» Material provided
###
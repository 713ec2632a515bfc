// ============================================
// File: crates/iplink-core/src/error.rs
// ============================================
//! # Core Error Types
//!
//! ## Last Modified
//! v0.1.0 - Initial error definitions

use thiserror::Error;

/// Result type for protocol operations.
pub type Result<T> = std::result::Result<T, CoreError>;

/// Wire protocol error types.
///
/// All of these are locally recoverable at the link layer: the engine drops
/// the offending frame, counts it, and keeps running.
#[derive(Error, Debug, Clone, PartialEq, Eq)]
pub enum CoreError {
    /// Frame is shorter than the minimum packet (type byte + checksum).
    #[error("Frame too short: {len} bytes (minimum {min})")]
    FrameTooShort {
        /// Actual frame length
        len: usize,
        /// Minimum valid length
        min: usize,
    },

    /// Trailing checksum does not match the payload.
    #[error("Checksum mismatch: expected {expected:08x}, got {actual:08x}")]
    ChecksumMismatch {
        /// Checksum carried in the frame trailer
        expected: u32,
        /// Checksum computed over the received payload
        actual: u32,
    },
}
###
Each record above should be transcribed exactly.

» Task answer
repository 713ec2632a515bfc
// ============================================
// File: crates/iplink-core/src/error.rs
// ============================================
//! # Core Error Types
//!
//! ## Last Modified
//! v0.1.0 - Initial error definitions

use thiserror::Error;

/// Result type for protocol operations.
pub type Result<T> = std::result::Result<T, CoreError>;

/// Wire protocol error types.
///
/// All of these are locally recoverable at the link layer: the engine drops
/// the offending frame, counts it, and keeps running.
#[derive(Error, Debug, Clone, PartialEq, Eq)]
pub enum CoreError {
    /// Frame is shorter than the minimum packet (type byte + checksum).
    #[error("Frame too short: {len} bytes (minimum {min})")]
    FrameTooShort {
        /// Actual frame length
        len: usize,
        /// Minimum valid length
        min: usize,
    },

    /// Trailing checksum does not match the payload.
    #[error("Checksum mismatch: expected {expected:08x}, got {actual:08x}")]
    ChecksumMismatch {
        /// Checksum carried in the frame trailer
        expected: u32,
        /// Checksum computed over the received payload
        actual: u32,
    },
}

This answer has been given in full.